I found myself thinking about this topic after a recent conversation with a client, Mary. Mary has been tasked to lose weight, start exercising and make significant changes to her diet. As her RD, we have begun to do this together. Mary’s children are grown and she is currently unemployed. Yet, every time I check in with her she repeatedly tells me that she has no time to walk (on her treadmill…in her basement…by her TV…do you see where I am going with this?). In her mind, she literally has back-to-back errands, etc. to do all day long. Sound familiar? Yet, I just can’t see how this is possible. She has all the time, but no time. At my request she is keeping a “time log”…literally from the time she wakes up until she goes to bed, an hour-by-hour breakdown so that she can understand how she spends her time.
Here’s the thing…balancing everything that we need to balance in life is not innate. If there is a word we are all seeking to be in control of, it would be balance. We want a balanced work and home life, a balanced family schedule, a balanced personal life…a balanced meal on the table at the end of the day. It takes skill, practice and deliberate choices to work at achieving balance. It takes time and effort to find your secret weapon that makes it all “work.” And of course it means sometimes saying “no” and really understanding and defining what is important to you, which I believe Mary will have to learn to do to reconcile her situation.
We all know it is important to take care of our bodies, exercise and eat well. Yet everyday many of us partake in a risky experiment that challenges this. Think about it…how many unnecessary shows did you watch over the past three days? (Let’s be honest – there is a lot of bad TV.) How much time did you spend on the phone or on the internet? And how much time did you devote to meal planning and getting to the gym? Is the first part of the equation just a bad excuse not to get to the second part? If you are nodding your head yes, then maybe it’s a good time, like Mary, to note what you are doing with your day and recalibrate so you really can find the time to go to the gym and plan a meal.

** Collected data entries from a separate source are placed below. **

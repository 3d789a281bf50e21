pub mod analyze;
pub mod extract;
pub mod index;

use std::io::Read;
use std::path::{Path, PathBuf};

use serde::Serialize;

use crate::config::DlpConfig;
use crate::error::{DlpError, Result};

/// Caller-facing result envelope printed on stdout.
#[derive(Debug, Serialize)]
pub struct Report<T: Serialize> {
    pub success: bool,
    #[serde(flatten)]
    pub body: T,
}

/// Body of an index operation report.
#[derive(Debug, Serialize)]
pub struct FilesBody {
    pub files: Vec<String>,
    pub message: String,
}

/// Body of a failure report.
#[derive(Debug, Serialize)]
pub struct ErrorBody {
    pub error: String,
}

/// Print a success report as pretty JSON.
pub fn print_success<T: Serialize>(body: T) -> Result<()> {
    let report = Report {
        success: true,
        body,
    };
    println!("{}", serde_json::to_string_pretty(&report)?);
    Ok(())
}

/// Print a failure report as pretty JSON.
pub fn print_failure(error: &DlpError) {
    let report = Report {
        success: false,
        body: ErrorBody {
            error: error.to_string(),
        },
    };
    match serde_json::to_string_pretty(&report) {
        Ok(json) => println!("{json}"),
        Err(_) => println!(r#"{{"success": false}}"#),
    }
}

/// Load config from an explicit path, else from the working directory.
pub fn load_config(path: Option<&Path>) -> Result<DlpConfig> {
    match path {
        Some(p) => {
            if !p.exists() {
                return Err(DlpError::ConfigParse {
                    path: p.to_path_buf(),
                    reason: "file not found".into(),
                });
            }
            DlpConfig::load_from(p)
        }
        None => {
            let cwd = std::env::current_dir().unwrap_or_else(|_| PathBuf::from("."));
            DlpConfig::load_project(&cwd)
        }
    }
}

/// Input text from the argument, a file, or stdin, in that order.
pub fn read_input(text: Option<String>, file: Option<&Path>) -> Result<String> {
    if let Some(text) = text {
        return Ok(text);
    }
    if let Some(file) = file {
        return Ok(std::fs::read_to_string(file)?);
    }
    let mut buf = String::new();
    std::io::stdin().read_to_string(&mut buf)?;
    Ok(buf)
}
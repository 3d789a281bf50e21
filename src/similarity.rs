use crate::decision::{DecisionResult, NeighborMatch, RiskBand, RiskThresholds};
use crate::search::{SearchBackend, VectorIndex};
use crate::storage::IndexCorpus;

/// A corpus paired with the search structure built over it.
///
/// Built whole and then shared read-only, so a reader never sees vectors and
/// paths out of step.
pub struct LoadedIndex {
    corpus: IndexCorpus,
    search: Box<dyn VectorIndex>,
}

impl LoadedIndex {
    pub fn build(corpus: IndexCorpus, backend: SearchBackend) -> Self {
        let mut search = backend.create(corpus.dim());
        search.add(corpus.vectors());
        Self { corpus, search }
    }

    pub fn count(&self) -> usize {
        self.search.count()
    }
}

/// Turns nearest-neighbor similarities into an enforcement action.
#[derive(Debug, Clone, Copy)]
pub struct SimilarityEngine {
    thresholds: RiskThresholds,
    top_k: usize,
}

impl Default for SimilarityEngine {
    fn default() -> Self {
        Self::new(RiskThresholds::default(), 3)
    }
}

impl SimilarityEngine {
    pub fn new(thresholds: RiskThresholds, top_k: usize) -> Self {
        Self { thresholds, top_k }
    }

    /// Decide on an already-embedded query.
    ///
    /// The action follows the best of all `k` neighbors; the report keeps only
    /// neighbors in the danger or critical band.
    pub fn decide(&self, query: &[f32], index: &LoadedIndex) -> DecisionResult {
        let k = self.top_k.min(index.count());
        let neighbors = index.search.search(query, k);

        let max_similarity = neighbors
            .iter()
            .map(|n| n.similarity)
            .reduce(f32::max);
        let action = self.thresholds.action_for(max_similarity);

        let matches = neighbors
            .iter()
            .filter_map(|n| {
                let band = self.thresholds.classify(n.similarity);
                if band == RiskBand::Safe {
                    return None;
                }
                let file = index.corpus.path(n.label)?;
                Some(NeighborMatch {
                    file: file.to_string(),
                    band,
                    score: n.similarity,
                })
            })
            .collect();

        tracing::debug!(
            "similarity decision {} over {} neighbor(s), max {:?}",
            action,
            neighbors.len(),
            max_similarity
        );
        DecisionResult { action, matches }
    }
}

#[cfg(test)]
mod tests {
    use super::*;
    use crate::decision::Action;

    fn index(vectors: Vec<Vec<f32>>) -> LoadedIndex {
        let paths = (0..vectors.len()).map(|i| format!("doc{i}.txt")).collect();
        let mut corpus = IndexCorpus::new(2);
        corpus.extend(vectors, paths).unwrap();
        LoadedIndex::build(corpus, SearchBackend::Flat)
    }

    #[test]
    fn test_empty_corpus_allows() {
        let result = SimilarityEngine::default().decide(&[1.0, 0.0], &index(vec![]));
        assert_eq!(result.action, Action::Allow);
        assert!(result.matches.is_empty());
    }

    #[test]
    fn test_hnsw_backend_agrees() {
        let mut corpus = IndexCorpus::new(2);
        corpus
            .extend(vec![vec![0.0, 1.0], vec![1.0, 0.0]], vec!["a".into(), "b".into()])
            .unwrap();
        let loaded = LoadedIndex::build(corpus, SearchBackend::Hnsw);
        let result = SimilarityEngine::default().decide(&[1.0, 0.0], &loaded);
        assert_eq!(result.action, Action::Block);
        assert_eq!(result.matches[0].file, "b");
    }
}
//! Similarity decisions over a hand-built corpus.

mod common;

use common::{at_cosine, axis, DIM};
use dlp_guard::decision::{Action, RiskBand, RiskThresholds};
use dlp_guard::search::SearchBackend;
use dlp_guard::similarity::{LoadedIndex, SimilarityEngine};
use dlp_guard::storage::IndexCorpus;

fn loaded(vectors: Vec<Vec<f32>>, backend: SearchBackend) -> LoadedIndex {
    let paths = (0..vectors.len()).map(|i| format!("doc{i}.txt")).collect();
    let mut corpus = IndexCorpus::new(DIM);
    corpus.extend(vectors, paths).unwrap();
    LoadedIndex::build(corpus, backend)
}

fn decide(vectors: Vec<Vec<f32>>) -> dlp_guard::decision::DecisionResult {
    SimilarityEngine::default().decide(&axis(0), &loaded(vectors, SearchBackend::Flat))
}

#[test]
fn near_duplicate_blocks() {
    let result = decide(vec![at_cosine(0.9), axis(3)]);
    assert_eq!(result.action, Action::Block);
    assert_eq!(result.matches.len(), 1);
    assert_eq!(result.matches[0].file, "doc0.txt");
    assert_eq!(result.matches[0].band, RiskBand::Critical);
    assert!((result.matches[0].score - 0.9).abs() < 1e-6);
}

#[test]
fn danger_band_holds_for_review() {
    let result = decide(vec![at_cosine(0.82)]);
    assert_eq!(result.action, Action::HoldForReview);
    assert_eq!(result.matches[0].band, RiskBand::Danger);
}

#[test]
fn exact_danger_threshold_holds() {
    // 0.8 * 1.0 is exact in f32, so this lands on the boundary itself
    let mut v = vec![0.0; DIM];
    v[0] = 0.8;
    v[1] = 0.6;
    let result = decide(vec![v]);
    assert_eq!(result.action, Action::HoldForReview);
    assert_eq!(result.matches.len(), 1);
}

#[test]
fn unrelated_corpus_allows_with_no_matches() {
    let result = decide(vec![axis(1), axis(2), at_cosine(0.5)]);
    assert_eq!(result.action, Action::Allow);
    assert!(result.matches.is_empty());
}

#[test]
fn empty_corpus_allows() {
    let result = decide(vec![]);
    assert_eq!(result.action, Action::Allow);
    assert!(result.matches.is_empty());
}

#[test]
fn action_follows_best_neighbor() {
    let result = decide(vec![at_cosine(0.81), at_cosine(0.95), at_cosine(0.3)]);
    assert_eq!(result.action, Action::Block);

    let bands: Vec<(String, RiskBand)> = result
        .matches
        .iter()
        .map(|m| (m.file.clone(), m.band))
        .collect();
    assert_eq!(
        bands,
        vec![
            ("doc1.txt".to_string(), RiskBand::Critical),
            ("doc0.txt".to_string(), RiskBand::Danger),
        ]
    );
}

#[test]
fn only_top_three_are_considered() {
    let vectors = vec![
        at_cosine(0.99),
        at_cosine(0.98),
        at_cosine(0.97),
        at_cosine(0.96),
        at_cosine(0.95),
    ];
    let result = decide(vectors);
    assert_eq!(result.matches.len(), 3);
    assert_eq!(result.matches[0].file, "doc0.txt");
    assert_eq!(result.matches[2].file, "doc2.txt");
}

#[test]
fn custom_thresholds_and_k() {
    let engine = SimilarityEngine::new(
        RiskThresholds {
            danger: 0.5,
            critical: 0.7,
        },
        1,
    );
    let index = loaded(vec![at_cosine(0.6), at_cosine(0.55)], SearchBackend::Flat);
    let result = engine.decide(&axis(0), &index);
    assert_eq!(result.action, Action::HoldForReview);
    assert_eq!(result.matches.len(), 1);
    assert_eq!(result.matches[0].file, "doc0.txt");
}

#[test]
fn hnsw_backend_matches_flat_on_small_corpus() {
    let vectors = vec![axis(1), at_cosine(0.9), axis(2), at_cosine(0.83)];
    let engine = SimilarityEngine::default();
    let flat = engine.decide(&axis(0), &loaded(vectors.clone(), SearchBackend::Flat));
    let hnsw = engine.decide(&axis(0), &loaded(vectors, SearchBackend::Hnsw));

    assert_eq!(flat.action, hnsw.action);
    let files = |r: &dlp_guard::decision::DecisionResult| {
        r.matches.iter().map(|m| m.file.clone()).collect::<Vec<_>>()
    };
    assert_eq!(files(&flat), files(&hnsw));
}
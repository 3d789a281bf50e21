use std::path::PathBuf;
use std::sync::Mutex;

use fastembed::{EmbeddingModel, InitOptions, TextEmbedding};

use crate::config::EmbeddingConfig;
use crate::error::{DlpError, Result};

use super::{normalize, Embedder, Embeddings};

/// Local ONNX embedder backed by fastembed.
///
/// The model is loaded on first use, so constructing the embedder never
/// downloads weights.
pub struct FastEmbedder {
    model_name: String,
    dim: usize,
    cache_dir: Option<PathBuf>,
    model: Mutex<Option<TextEmbedding>>,
}

impl FastEmbedder {
    pub fn new(config: &EmbeddingConfig) -> Result<Self> {
        // fail early on an unknown model name
        resolve_model(&config.model)?;
        Ok(Self {
            model_name: config.model.clone(),
            dim: config.dim,
            cache_dir: config.cache_dir.clone(),
            model: Mutex::new(None),
        })
    }

    fn load(&self) -> Result<TextEmbedding> {
        let mut options =
            InitOptions::new(resolve_model(&self.model_name)?).with_show_download_progress(false);
        if let Some(dir) = &self.cache_dir {
            options = options.with_cache_dir(dir.clone());
        }
        tracing::info!("loading embedding model {}", self.model_name);
        TextEmbedding::try_new(options).map_err(|e| DlpError::Embedding {
            reason: e.to_string(),
        })
    }
}

/// Map a configured model name onto a fastembed model.
pub fn resolve_model(name: &str) -> Result<EmbeddingModel> {
    match name {
        "multilingual-e5-small" => Ok(EmbeddingModel::MultilingualE5Small),
        "multilingual-e5-base" => Ok(EmbeddingModel::MultilingualE5Base),
        "multilingual-e5-large" => Ok(EmbeddingModel::MultilingualE5Large),
        "bge-small-en-v1.5" => Ok(EmbeddingModel::BGESmallENV15),
        "all-minilm-l6-v2" => Ok(EmbeddingModel::AllMiniLML6V2),
        other => Err(DlpError::InvalidConfig {
            reason: format!("unknown embedding model: {other}"),
        }),
    }
}

impl Embedder for FastEmbedder {
    fn dim(&self) -> usize {
        self.dim
    }

    fn embed(&self, texts: &[String]) -> Result<Embeddings> {
        let mut guard = self.model.lock().unwrap_or_else(|e| e.into_inner());
        if guard.is_none() {
            *guard = Some(self.load()?);
        }
        let model = guard.as_mut().ok_or_else(|| DlpError::Embedding {
            reason: "embedding model not available".into(),
        })?;
        let mut vectors = model
            .embed(texts.to_vec(), None)
            .map_err(|e| DlpError::Embedding {
                reason: e.to_string(),
            })?;
        for v in vectors.iter_mut() {
            if v.len() != self.dim {
                return Err(DlpError::Embedding {
                    reason: format!(
                        "model {} produced dimension {}, configured {}",
                        self.model_name,
                        v.len(),
                        self.dim
                    ),
                });
            }
            normalize(v);
        }
        Ok(Embeddings {
            vectors,
            dim: self.dim,
        })
    }
}
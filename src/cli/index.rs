use std::path::PathBuf;

use crate::config::DlpConfig;
use crate::error::Result;
use crate::service::{DlpService, IndexSummary};

use super::{print_success, FilesBody};

/// Build the index from scratch.
pub async fn run_init(config: &DlpConfig, path: Option<PathBuf>) -> Result<()> {
    let folder = path.unwrap_or_else(|| config.index.default_folder.clone());
    let service = DlpService::new(config)?;

    eprintln!("dlp-guard: embedding documents under {}...", folder.display());
    let summary = service.init_index(&folder).await?;
    print_success(embedded_body(summary))
}

/// Add new documents to the existing index.
pub async fn run_add(config: &DlpConfig, path: Option<PathBuf>) -> Result<()> {
    let folder = path.unwrap_or_else(|| config.index.default_folder.clone());
    let service = DlpService::new(config)?;

    eprintln!("dlp-guard: scanning {} for new documents...", folder.display());
    let summary = service.add_to_index(&folder).await?;
    eprintln!("dlp-guard: {} new document(s)", summary.added);
    print_success(embedded_body(summary))
}

/// Load and verify the persisted index.
pub async fn run_load(config: &DlpConfig) -> Result<()> {
    let service = DlpService::new(config)?;
    match service.load_index().await? {
        Some(summary) => print_success(FilesBody {
            message: format!("{} document(s) loaded", summary.files.len()),
            files: summary.files,
        }),
        None => print_success(FilesBody {
            files: Vec::new(),
            message: format!("no index found in {}", config.index.save_dir.display()),
        }),
    }
}

fn embedded_body(summary: IndexSummary) -> FilesBody {
    FilesBody {
        message: format!("{} documents embedded", summary.files.len()),
        files: summary.files,
    }
}
use serde::{Deserialize, Serialize};

/// Enforcement action rendered by the similarity engine.
#[derive(Debug, Clone, Copy, PartialEq, Eq, Hash, Serialize, Deserialize)]
#[serde(rename_all = "SCREAMING_SNAKE_CASE")]
pub enum Action {
    Allow,
    HoldForReview,
    Block,
}

/// Risk band for a single neighbor similarity.
#[derive(Debug, Clone, Copy, PartialEq, Eq, Hash, PartialOrd, Ord, Serialize, Deserialize)]
#[serde(rename_all = "lowercase")]
pub enum RiskBand {
    Safe,
    Danger,
    Critical,
}

/// Similarity cut-offs separating the risk bands.
#[derive(Debug, Clone, Copy, PartialEq)]
pub struct RiskThresholds {
    /// Lower bound (inclusive) of the danger band.
    pub danger: f32,
    /// Lower bound (inclusive) of the critical band.
    pub critical: f32,
}

impl Default for RiskThresholds {
    fn default() -> Self {
        Self {
            danger: 0.80,
            critical: 0.85,
        }
    }
}

impl RiskThresholds {
    /// Bucket a similarity into its band.
    pub fn classify(&self, similarity: f32) -> RiskBand {
        if similarity >= self.critical {
            RiskBand::Critical
        } else if similarity >= self.danger {
            RiskBand::Danger
        } else {
            RiskBand::Safe
        }
    }

    /// The action implied by the highest neighbor similarity.
    /// `None` (no neighbors) allows.
    pub fn action_for(&self, max_similarity: Option<f32>) -> Action {
        match max_similarity.map(|s| self.classify(s)) {
            Some(RiskBand::Critical) => Action::Block,
            Some(RiskBand::Danger) => Action::HoldForReview,
            Some(RiskBand::Safe) | None => Action::Allow,
        }
    }
}

/// A reported neighbor document.
#[derive(Debug, Clone, PartialEq, Serialize, Deserialize)]
pub struct NeighborMatch {
    /// Path of the indexed document.
    pub file: String,

    /// Risk band of the similarity.
    pub band: RiskBand,

    /// Raw inner-product similarity.
    pub score: f32,
}

/// Outcome of a similarity decision.
#[derive(Debug, Clone, PartialEq, Serialize, Deserialize)]
pub struct DecisionResult {
    pub action: Action,

    /// Neighbors in the danger or critical band, nearest first.
    pub matches: Vec<NeighborMatch>,
}

impl std::fmt::Display for Action {
    fn fmt(&self, f: &mut std::fmt::Formatter<'_>) -> std::fmt::Result {
        match self {
            Action::Allow => write!(f, "ALLOW"),
            Action::HoldForReview => write!(f, "HOLD_FOR_REVIEW"),
            Action::Block => write!(f, "BLOCK"),
        }
    }
}

impl std::fmt::Display for RiskBand {
    fn fmt(&self, f: &mut std::fmt::Formatter<'_>) -> std::fmt::Result {
        match self {
            RiskBand::Safe => write!(f, "safe"),
            RiskBand::Danger => write!(f, "danger"),
            RiskBand::Critical => write!(f, "critical"),
        }
    }
}

#[cfg(test)]
mod tests {
    use super::*;

    #[test]
    fn test_band_boundaries() {
        let t = RiskThresholds::default();
        assert_eq!(t.classify(0.79), RiskBand::Safe);
        assert_eq!(t.classify(0.80), RiskBand::Danger);
        assert_eq!(t.classify(0.849), RiskBand::Danger);
        assert_eq!(t.classify(0.85), RiskBand::Critical);
        assert_eq!(t.classify(1.0), RiskBand::Critical);
    }

    #[test]
    fn test_action_for_empty_is_allow() {
        let t = RiskThresholds::default();
        assert_eq!(t.action_for(None), Action::Allow);
        assert_eq!(t.action_for(Some(0.82)), Action::HoldForReview);
        assert_eq!(t.action_for(Some(0.9)), Action::Block);
    }

    #[test]
    fn test_action_serializes_upper_snake() {
        let json = serde_json::to_string(&Action::HoldForReview).unwrap();
        assert_eq!(json, "\"HOLD_FOR_REVIEW\"");
        assert_eq!(Action::Block.to_string(), "BLOCK");
    }
}
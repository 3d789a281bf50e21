use super::{dot, Neighbor, VectorIndex};

/// A point in the embedding space (wrapper for instant-distance).
#[derive(Clone)]
pub struct Point(pub Vec<f32>);

impl instant_distance::Point for Point {
    fn distance(&self, other: &Self) -> f32 {
        // Inputs are unit vectors, so 1 - dot is cosine distance.
        // Clamped because rounding can push dot slightly past 1.
        (1.0 - dot(&self.0, &other.0)).max(0.0)
    }
}

/// Approximate inner-product search on an instant-distance HNSW graph.
///
/// instant-distance graphs are immutable, so `add` rebuilds from all points.
pub struct HnswInnerProduct {
    dim: usize,
    points: Vec<Point>,
    hnsw: Option<instant_distance::HnswMap<Point, usize>>,
}

impl HnswInnerProduct {
    pub fn new(dim: usize) -> Self {
        Self {
            dim,
            points: Vec::new(),
            hnsw: None,
        }
    }

    fn rebuild(&mut self) {
        if self.points.is_empty() {
            self.hnsw = None;
            return;
        }
        let values: Vec<usize> = (0..self.points.len()).collect();
        self.hnsw = Some(instant_distance::Builder::default().build(self.points.clone(), values));
    }
}

impl VectorIndex for HnswInnerProduct {
    fn add(&mut self, vectors: &[Vec<f32>]) {
        if vectors.is_empty() {
            return;
        }
        for v in vectors {
            debug_assert_eq!(v.len(), self.dim);
            self.points.push(Point(v.clone()));
        }
        self.rebuild();
    }

    fn search(&self, query: &[f32], k: usize) -> Vec<Neighbor> {
        let Some(hnsw) = self.hnsw.as_ref() else {
            return Vec::new();
        };
        let query_point = Point(query.to_vec());
        let mut search_buf = instant_distance::Search::default();
        hnsw.search(&query_point, &mut search_buf)
            .take(k)
            .map(|item| {
                let label = *item.value;
                Neighbor {
                    // report the exact score, not the graph's clamped distance
                    similarity: dot(query, &self.points[label].0),
                    label,
                }
            })
            .collect()
    }

    fn count(&self) -> usize {
        self.points.len()
    }
}
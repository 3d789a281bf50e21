use regex::{NoExpand, Regex};

/// Replacement written over every masked value.
pub const MASK_TOKEN: &str = "***";

/// Replaces detected values with a fixed token.
#[derive(Debug, Clone)]
pub struct Masker {
    token: String,
}

impl Default for Masker {
    fn default() -> Self {
        Self::new(MASK_TOKEN)
    }
}

impl Masker {
    pub fn new(token: impl Into<String>) -> Self {
        Self {
            token: token.into(),
        }
    }

    /// Mask every literal occurrence of each match, in the given order.
    ///
    /// Replacement is global: a value recorded once is masked wherever it
    /// appears in the current text, not only at its original position.
    pub fn mask<S: AsRef<str>>(&self, text: &str, matches: &[S]) -> String {
        let mut masked = text.to_string();
        for m in matches {
            let m = m.as_ref();
            if m.is_empty() {
                continue;
            }
            masked = match Regex::new(&regex::escape(m)) {
                Ok(re) => re
                    .replace_all(&masked, NoExpand(&self.token))
                    .into_owned(),
                // size limit only; the escaped pattern is always valid syntax
                Err(_) => masked.replace(m, &self.token),
            };
        }
        masked
    }
}
pub mod policy;

pub use policy::*;

use std::path::{Path, PathBuf};

/// Project config directory name, resolved under the working directory.
pub const CONFIG_DIR: &str = ".dlp-guard";

/// Default config file path for a project root: `<root>/.dlp-guard/config.yml`
pub fn project_config_path(project_root: &Path) -> PathBuf {
    project_root.join(CONFIG_DIR).join("config.yml")
}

Take a moment to make space in your day for better balance. Mary hasn’t returned yet with her time log. On the rare chance that her day is truly filled hour-by-hour, if she is truly busy from when she wakes straight through bedtime, then I can simply only offer her one more suggestion….get up one hour earlier. As for me…so far so good. The house is still …you know.
About our Consulting Dietitian
Allison Stowell MS, RD, CDN is a Registered Dietitian and a working mom of two. Allison enables individuals to make positive, sustainable changes in their eating habits by stressing conscious eating, improving relationships with food and offering a non-diet approach for reaching and maintaining ideal body weight.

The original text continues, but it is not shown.